The paintings In the Ploughed Field: Spring and At the Harvest. Summer were described as "beautiful" and "deep" by art critic Alexei Savinov, who wrote that "they are distinguished by their remarkable truthfulness, the absence of conventionality in composition, colour, and characterization of images; the people depicted in them live in their own world". In his opinion, Venetsianov was able to "transmit the true poetry of motherhood, to show the charm of a young mother" in In the Ploughed Field: Spring. Savinov praised the artist's skill in this artwork, writing, "by the nobility of his thought, the strength of his feelings, the perfection of execution, this small painting by Venetsianov belongs to the classical heritage of national culture".

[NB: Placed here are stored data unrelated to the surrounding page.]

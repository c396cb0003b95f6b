use serde::{Deserialize, Serialize};

use crate::preview::PreviewDocument;

/// Capabilities granted to the frame that renders a preview.
///
/// The default allows scripts only, so generated code runs without access
/// to the host page's origin, storage or cookies.
#[derive(Debug, Clone, PartialEq, Eq, Serialize, Deserialize)]
#[serde(default, deny_unknown_fields)]
pub struct SandboxPolicy {
    pub allow_scripts: bool,
    pub allow_forms: bool,
    pub allow_popups: bool,
    pub allow_modals: bool,
    pub allow_top_navigation: bool,
    pub allow_same_origin: bool,
}

impl Default for SandboxPolicy {
    fn default() -> Self {
        Self {
            allow_scripts: true,
            allow_forms: false,
            allow_popups: false,
            allow_modals: false,
            allow_top_navigation: false,
            allow_same_origin: false,
        }
    }
}

impl SandboxPolicy {
    /// No capabilities at all
    pub fn locked() -> Self {
        Self {
            allow_scripts: false,
            ..Self::default()
        }
    }

    /// Value for the iframe `sandbox` attribute; empty means fully locked
    pub fn attribute_value(&self) -> String {
        let flags = [
            (self.allow_scripts, "allow-scripts"),
            (self.allow_forms, "allow-forms"),
            (self.allow_popups, "allow-popups"),
            (self.allow_modals, "allow-modals"),
            (self.allow_top_navigation, "allow-top-navigation"),
            (self.allow_same_origin, "allow-same-origin"),
        ];
        flags
            .iter()
            .filter(|(enabled, _)| *enabled)
            .map(|(_, token)| *token)
            .collect::<Vec<_>>()
            .join(" ")
    }

    /// Scripts combined with same-origin let the frame lift its own sandbox
    pub fn is_escapable(&self) -> bool {
        self.allow_scripts && self.allow_same_origin
    }
}

/// Escape text for use inside a double-quoted HTML attribute.
pub fn escape_attribute(value: &str) -> String {
    let mut out = String::with_capacity(value.len());
    for c in value.chars() {
        match c {
            '&' => out.push_str("&amp;"),
            '"' => out.push_str("&quot;"),
            '<' => out.push_str("&lt;"),
            '>' => out.push_str("&gt;"),
            _ => out.push(c),
        }
    }
    out
}

/// Render an `<iframe>` that displays `document` through `srcdoc`.
pub fn embed_srcdoc(document: &PreviewDocument, policy: &SandboxPolicy, title: &str) -> String {
    if policy.is_escapable() {
        log::warn!("Sandbox allows scripts with same-origin; the preview can escape its frame");
    }
    format!(
        "<iframe title=\"{}\" sandbox=\"{}\" srcdoc=\"{}\"></iframe>",
        escape_attribute(title),
        policy.attribute_value(),
        escape_attribute(document.as_str())
    )
}
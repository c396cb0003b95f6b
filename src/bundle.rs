//! Packaging artifacts into a downloadable zip archive.

use serde::{Deserialize, Serialize};
use std::collections::HashSet;
use std::fs::File;
use std::io::{Seek, Write};
use std::path::Path;
use zip::write::SimpleFileOptions;
use zip::{CompressionMethod, ZipWriter};

use crate::artifact::{default_filename, ArtifactList};
use crate::error::{SiteGenError, SiteGenResult};

#[derive(Debug, Clone, PartialEq, Eq, Serialize, Deserialize)]
#[serde(default, deny_unknown_fields)]
pub struct BundleOptions {
    /// Default output file name used by the CLI
    pub archive_name: String,
    /// Directory every entry is placed under; empty for the archive root
    pub root_dir: String,
}

impl Default for BundleOptions {
    fn default() -> Self {
        Self {
            archive_name: "website.zip".to_string(),
            root_dir: String::new(),
        }
    }
}

/// An archive entry name and the text written to it
#[derive(Debug, Clone, PartialEq, Eq)]
pub struct BundleEntry<'a> {
    pub name: String,
    pub content: &'a str,
}

/// Resolve archive entries for `artifacts`, one per artifact, in order.
pub fn bundle_entries<'a>(
    artifacts: &'a ArtifactList,
    options: &BundleOptions,
) -> Vec<BundleEntry<'a>> {
    let root = safe_path(&options.root_dir);
    let mut used = HashSet::new();

    artifacts
        .iter()
        .map(|artifact| {
            let mut relative = safe_path(&artifact.filename);
            if relative.is_empty() {
                relative = default_filename(&artifact.language);
            }
            let path = if root.is_empty() {
                relative
            } else {
                format!("{}/{}", root, relative)
            };
            let name = unique_name(&path, &mut used);
            BundleEntry {
                name,
                content: artifact.content.as_str(),
            }
        })
        .collect()
}

/// Write every artifact into a zip archive.
pub fn write_zip<W: Write + Seek>(
    artifacts: &ArtifactList,
    writer: W,
    options: &BundleOptions,
) -> SiteGenResult<W> {
    if artifacts.is_empty() {
        return Err(SiteGenError::EmptyBundle);
    }

    let mut zip = ZipWriter::new(writer);
    let file_options =
        SimpleFileOptions::default().compression_method(CompressionMethod::Deflated);

    for entry in bundle_entries(artifacts, options) {
        log::debug!("Adding '{}' ({} bytes)", entry.name, entry.content.len());
        zip.start_file(entry.name, file_options)?;
        zip.write_all(entry.content.as_bytes())?;
    }

    Ok(zip.finish()?)
}

/// Write the archive to `path`.
///
/// An empty list is rejected before the file is opened, so an existing
/// archive at `path` is left untouched.
pub fn write_zip_file(
    artifacts: &ArtifactList,
    path: &Path,
    options: &BundleOptions,
) -> SiteGenResult<()> {
    if artifacts.is_empty() {
        return Err(SiteGenError::EmptyBundle);
    }
    let file = File::create(path)?;
    write_zip(artifacts, file, options)?;
    Ok(())
}

/// Normalize a path for use inside the archive: forward slashes, no
/// absolute prefix, no `.`/`..` or empty components.
fn safe_path(raw: &str) -> String {
    raw.replace('\\', "/")
        .split('/')
        .filter(|part| !part.is_empty() && *part != "." && *part != "..")
        .collect::<Vec<_>>()
        .join("/")
}

fn unique_name(path: &str, used: &mut HashSet<String>) -> String {
    if used.insert(path.to_string()) {
        return path.to_string();
    }

    let file_start = path.rfind('/').map(|i| i + 1).unwrap_or(0);
    let (stem, ext) = match path[file_start..].rfind('.') {
        Some(dot) if dot > 0 => path.split_at(file_start + dot),
        _ => (path, ""),
    };

    let mut n = 2;
    loop {
        let candidate = format!("{}-{}{}", stem, n, ext);
        if used.insert(candidate.clone()) {
            log::warn!("Duplicate archive entry '{}'; writing as '{}'", path, candidate);
            return candidate;
        }
        n += 1;
    }
}
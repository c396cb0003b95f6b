use serde::{Deserialize, Serialize};
use std::fs;
use std::path::Path;

use crate::bundle::BundleOptions;
use crate::error::{SiteGenError, SiteGenResult};
use crate::sandbox::SandboxPolicy;

/// Settings for the preview and packaging tools.
///
/// Every field is optional in YAML:
/// ```yaml
/// log_level: debug
/// sandbox:
///   allow_forms: true
/// bundle:
///   archive_name: landing.zip
///   root_dir: landing
/// ```
#[derive(Debug, Clone, Default, PartialEq, Eq, Serialize, Deserialize)]
#[serde(default, deny_unknown_fields)]
pub struct Config {
    /// `env_logger` filter used when `RUST_LOG` is unset
    #[serde(skip_serializing_if = "Option::is_none")]
    pub log_level: Option<String>,
    pub sandbox: SandboxPolicy,
    pub bundle: BundleOptions,
}

impl Config {
    pub fn from_yaml_str(yaml: &str) -> SiteGenResult<Self> {
        if yaml.trim().is_empty() {
            return Ok(Self::default());
        }
        Ok(serde_yaml::from_str(yaml)?)
    }

    pub fn load(path: impl AsRef<Path>) -> SiteGenResult<Self> {
        let path = path.as_ref();
        let text = fs::read_to_string(path).map_err(|e| {
            SiteGenError::Config(format!("Failed to read {}: {}", path.display(), e))
        })?;
        Self::from_yaml_str(&text)
    }
}
//! # Preview composition
//!
//! Folds an [`ArtifactList`] into one HTML document for a sandboxed frame.
//! The first `html` artifact is the base; every `css` artifact is inlined
//! into one `<style>` block and every `javascript`/`js` artifact into one
//! `<script>` block. No sanitization is performed.

use serde::{Deserialize, Serialize};
use std::fmt;

use crate::artifact::{ArtifactList, CodeArtifact};

/// Shown when no HTML artifact has been generated
pub const FALLBACK_DOCUMENT: &str = "<html><body style=\"font-family: sans-serif; display: flex; align-items: center; justify-content: center; height: 100vh; margin: 0; color: #666;\"><h1>No HTML content generated yet</h1></body></html>";

const SHELL_HEAD: &str = "<!DOCTYPE html>
<html lang=\"en\">
<head>
    <meta charset=\"UTF-8\">
    <meta name=\"viewport\" content=\"width=device-width, initial-scale=1.0\">
    <title>Preview</title>
</head>
<body>
    ";

const SHELL_TAIL: &str = "
</body>
</html>";

/// A complete HTML document ready for rendering
#[derive(Debug, Clone, PartialEq, Eq, Serialize, Deserialize)]
#[serde(transparent)]
pub struct PreviewDocument(String);

impl PreviewDocument {
    pub fn as_str(&self) -> &str {
        &self.0
    }

    pub fn into_string(self) -> String {
        self.0
    }

    /// True when no HTML artifact was available
    pub fn is_fallback(&self) -> bool {
        self.0 == FALLBACK_DOCUMENT
    }
}

impl fmt::Display for PreviewDocument {
    fn fmt(&self, f: &mut fmt::Formatter<'_>) -> fmt::Result {
        f.write_str(&self.0)
    }
}

impl AsRef<str> for PreviewDocument {
    fn as_ref(&self) -> &str {
        &self.0
    }
}

/// Compose the preview document for `artifacts`.
pub fn compose(artifacts: &ArtifactList) -> PreviewDocument {
    let Some(base) = artifacts.first_html() else {
        return PreviewDocument(FALLBACK_DOCUMENT.to_string());
    };

    let mut html = base.content.clone();

    if let Some(css) = concat_contents(artifacts.stylesheets()) {
        html = inject_style(&html, &format!("<style>{}</style>", css));
    }

    if let Some(js) = concat_contents(artifacts.scripts()) {
        html = inject_script(&html, &format!("<script>{}</script>", js));
    }

    if !html.contains("<html") {
        html = wrap_fragment(&html);
    }

    PreviewDocument(html)
}

fn concat_contents<'a>(artifacts: impl Iterator<Item = &'a CodeArtifact>) -> Option<String> {
    let parts: Vec<&str> = artifacts.map(|a| a.content.as_str()).collect();
    if parts.is_empty() {
        None
    } else {
        Some(parts.join("\n"))
    }
}

/// Place `style_tag` before `</head>`, or in a new head after `<html>`, or
/// in a new head at the start of the document.
pub fn inject_style(html: &str, style_tag: &str) -> String {
    if html.contains("</head>") {
        html.replacen("</head>", &format!("{}</head>", style_tag), 1)
    } else if html.contains("<html>") {
        html.replacen("<html>", &format!("<html><head>{}</head>", style_tag), 1)
    } else {
        format!("<head>{}</head>{}", style_tag, html)
    }
}

/// Place `script_tag` before `</body>`, or at the end of the document.
pub fn inject_script(html: &str, script_tag: &str) -> String {
    if html.contains("</body>") {
        html.replacen("</body>", &format!("{}</body>", script_tag), 1)
    } else {
        format!("{}{}", html, script_tag)
    }
}

/// Wrap a bare fragment in a minimal document shell.
pub fn wrap_fragment(fragment: &str) -> String {
    format!("{}{}{}", SHELL_HEAD, fragment, SHELL_TAIL)
}

#[cfg(test)]
mod tests {
    use super::*;
    use pretty_assertions::assert_eq;

    fn list(items: &[(&str, &str)]) -> ArtifactList {
        items
            .iter()
            .map(|(lang, content)| {
                CodeArtifact::new(*lang, crate::artifact::default_filename(lang), *content)
            })
            .collect()
    }

    #[test]
    fn test_fallback_without_html() {
        assert!(compose(&ArtifactList::new()).is_fallback());
        assert!(compose(&list(&[("css", "a{}"), ("js", "a();")])).is_fallback());
    }

    #[test]
    fn test_style_before_head_close() {
        let doc = compose(&list(&[
            ("html", "<html><head></head><body></body></html>"),
            ("css", "body{color:red}"),
        ]));
        assert_eq!(
            doc.as_str(),
            "<html><head><style>body{color:red}</style></head><body></body></html>"
        );
    }

    #[test]
    fn test_style_after_html_open() {
        let doc = compose(&list(&[("html", "<html><body>x</body></html>"), ("css", "p{}")]));
        assert_eq!(
            doc.as_str(),
            "<html><head><style>p{}</style></head><body>x</body></html>"
        );
    }

    #[test]
    fn test_html_with_attributes_gets_prepended_head() {
        let doc = compose(&list(&[
            ("html", "<html lang=\"en\"><body>x</body></html>"),
            ("css", "p{}"),
        ]));
        assert_eq!(
            doc.as_str(),
            "<head><style>p{}</style></head><html lang=\"en\"><body>x</body></html>"
        );
    }

    #[test]
    fn test_script_before_body_close() {
        let doc = compose(&list(&[
            ("html", "<html><body></body></html>"),
            ("javascript", "a();"),
            ("js", "b();"),
        ]));
        assert_eq!(
            doc.as_str(),
            "<html><body><script>a();\nb();</script></body></html>"
        );
    }

    #[test]
    fn test_script_appended_without_body() {
        let doc = compose(&list(&[("html", "<html>x</html>"), ("js", "go();")]));
        assert_eq!(doc.as_str(), "<html>x</html><script>go();</script>");
    }

    #[test]
    fn test_fragment_is_wrapped() {
        let doc = compose(&list(&[("html", "<h1>Hi</h1>")]));
        assert!(doc.as_str().starts_with("<!DOCTYPE html>\n<html lang=\"en\">"));
        assert!(doc.as_str().contains("<title>Preview</title>"));
        assert!(doc.as_str().contains("<body>\n    <h1>Hi</h1>\n</body>"));
    }

    #[test]
    fn test_fragment_with_css_and_js() {
        let doc = compose(&list(&[("html", "<p>x</p>"), ("css", "p{}"), ("js", "f();")]));
        assert_eq!(
            doc.as_str(),
            wrap_fragment("<head><style>p{}</style></head><p>x</p><script>f();</script>")
        );
    }

    #[test]
    fn test_only_first_html_is_used() {
        let doc = compose(&list(&[("html", "<html>one</html>"), ("html", "<html>two</html>")]));
        assert_eq!(doc.as_str(), "<html>one</html>");
    }

    #[test]
    fn test_only_first_head_close_is_used() {
        let html = "<html><head></head><body><template><head></head></template></body></html>";
        let injected = inject_style(html, "<style>a{}</style>");
        assert_eq!(injected.matches("<style>").count(), 1);
        assert!(injected.starts_with("<html><head><style>a{}</style></head>"));
    }
}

According to art critic Mikhail Alpatov, In the Ploughed Field: Spring should not be regarded as a typical genre painting; rather, it should be regarded as a "picture song", not a "picture story". As a reason for this, he mentioned the elegant sarafan, the "dancing gait" of the peasant woman across a freshly ploughed field, and the ratio of her height to the size of horses.

According to art historian Dmitry Sarabyanov, Venetsianov "was the first to discover Russian nature (in painting)—and above all earth and sky—in natural being and immediately recognised perhaps the most significant aspects". On the one hand, the artist "develops the foreground, writing loosened earth, herbs, stones, leaves," and on the other, "the earth appears to be moving apart to infinity, going beyond the picture field, without being limited on the sides backstage". On Venetsianov's canvas, these seemingly opposing qualities are harmoniously combined, not excluding, but complementing one another.